Reduce blast radius: Enforcing restricted privileges¶
Important
- This group of safeguards are enabled by default and will deny or mutate on violations. As a result, resources that violate this policy will either not be created or they will be mutated to conform to the policy, depending on the type of violation.
This page helps you understand why warnings are emitted when deploying workloads similar to:
Warning: would violate PodSecurity "restricted:latest":
allowPrivilegeEscalation != false (container "<container-name>" must set securityContext.allowPrivilegeEscalation=false),
unrestricted capabilities (container "<container-name>" must set securityContext.capabilities.drop=["ALL"]),
runAsNonRoot != true (container "<container-name>" must not set securityContext.runAsNonRoot=false),
seccompProfile (pod or container "<container-name>" must set securityContext.seccompProfile.type to "RuntimeDefault" or "Localhost")
Additionally, why pods are not scheduled and events are emitted from workloads similar to:
$ kubectl -n <namespace> get events
...
<time> Warning FailedCreate replicaset/<replicaset-name> Error creating: pods "<pod-name>" is forbidden: violates PodSecurity "restricted:latest": runAsNonRoot != true (container "<container-name>" must not set securityContext.runAsNonRoot=false)
...
For Elastisys Managed Services Customers
These restrictions are put in place to protect your data. They are meant to help you comply with GDPR. For more details, please read our Terms of Service, specifically:
If any of these restrictions causes friction when deploying your application, please file a service ticket and we'll happily advise you on how to reduce privileges required by your application.

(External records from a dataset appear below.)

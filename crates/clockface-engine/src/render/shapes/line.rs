use resvg::tiny_skia::{self, PathBuilder, Pixmap, Transform};

use crate::scene::{LineCap, LineCmd};

use crate::render::raster::sk_color;

fn sk_cap(cap: LineCap) -> tiny_skia::LineCap {
    match cap {
        LineCap::Butt => tiny_skia::LineCap::Butt,
        LineCap::Round => tiny_skia::LineCap::Round,
        LineCap::Square => tiny_skia::LineCap::Square,
    }
}

/// Strokes one line command onto `pixmap` with anti-aliasing.
///
/// Invisible (zero width, zero alpha) and non-finite commands are skipped.
pub(crate) fn stroke_line(pixmap: &mut Pixmap, cmd: &LineCmd) {
    if !(cmd.width > 0.0) || cmd.color.a <= 0.0 || !cmd.from.is_finite() || !cmd.to.is_finite() {
        return;
    }
    cmd.color.debug_assert_premul();

    let mut pb = PathBuilder::new();
    pb.move_to(cmd.from.x, cmd.from.y);
    pb.line_to(cmd.to.x, cmd.to.y);
    let Some(path) = pb.finish() else {
        // Degenerate path (e.g. a zero-length needle on a zero-radius face).
        return;
    };

    let Some(color) = sk_color(cmd.color) else {
        return;
    };

    let mut paint = tiny_skia::Paint::default();
    paint.set_color(color);
    paint.anti_alias = true;

    let stroke = tiny_skia::Stroke {
        width: cmd.width,
        line_cap: sk_cap(cmd.cap),
        ..tiny_skia::Stroke::default()
    };

    pixmap.stroke_path(&path, &paint, &stroke, Transform::identity(), None);
}
use std::cell::Cell;

use chrono::Timelike;

use super::TimeSample;

/// Source of the current local time of day.
pub trait WallClock {
    fn now(&self) -> TimeSample;
}

/// Reads the system's local time.
#[derive(Debug, Copy, Clone, Default)]
pub struct LocalClock;

impl WallClock for LocalClock {
    fn now(&self) -> TimeSample {
        let now = chrono::Local::now();
        // Leap seconds surface as second 59 with a nanosecond overflow; clamp anyway.
        TimeSample::from_hms(now.hour(), now.minute(), now.second().min(59))
            .unwrap_or_default()
    }
}

/// Clock frozen at one sample, optionally advancing a second per read.
#[derive(Debug, Clone)]
pub struct FixedClock {
    current: Cell<TimeSample>,
    ticking: bool,
}

impl FixedClock {
    pub fn new(at: TimeSample) -> Self {
        Self { current: Cell::new(at), ticking: false }
    }

    /// Each `now()` returns the stored sample, then advances it by one second.
    pub fn ticking(at: TimeSample) -> Self {
        Self { current: Cell::new(at), ticking: true }
    }
}

impl WallClock for FixedClock {
    fn now(&self) -> TimeSample {
        let t = self.current.get();
        if self.ticking {
            self.current.set(t.next_second());
        }
        t
    }
}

Kubernetes by default allows any Pod to run with any privileges it requests, which easily allows an application to take full control over a cluster and everything in it. To minimise this risk Compliant Kubernetes employs two systems to restrict what privileges an application can request:
- Kubernetes - Pod Security Admission (PSA)
- Coarse-grained enforcement built into Kubernetes
- Open Policy Agent Gatekeeper - Pod Security Policies (PSP)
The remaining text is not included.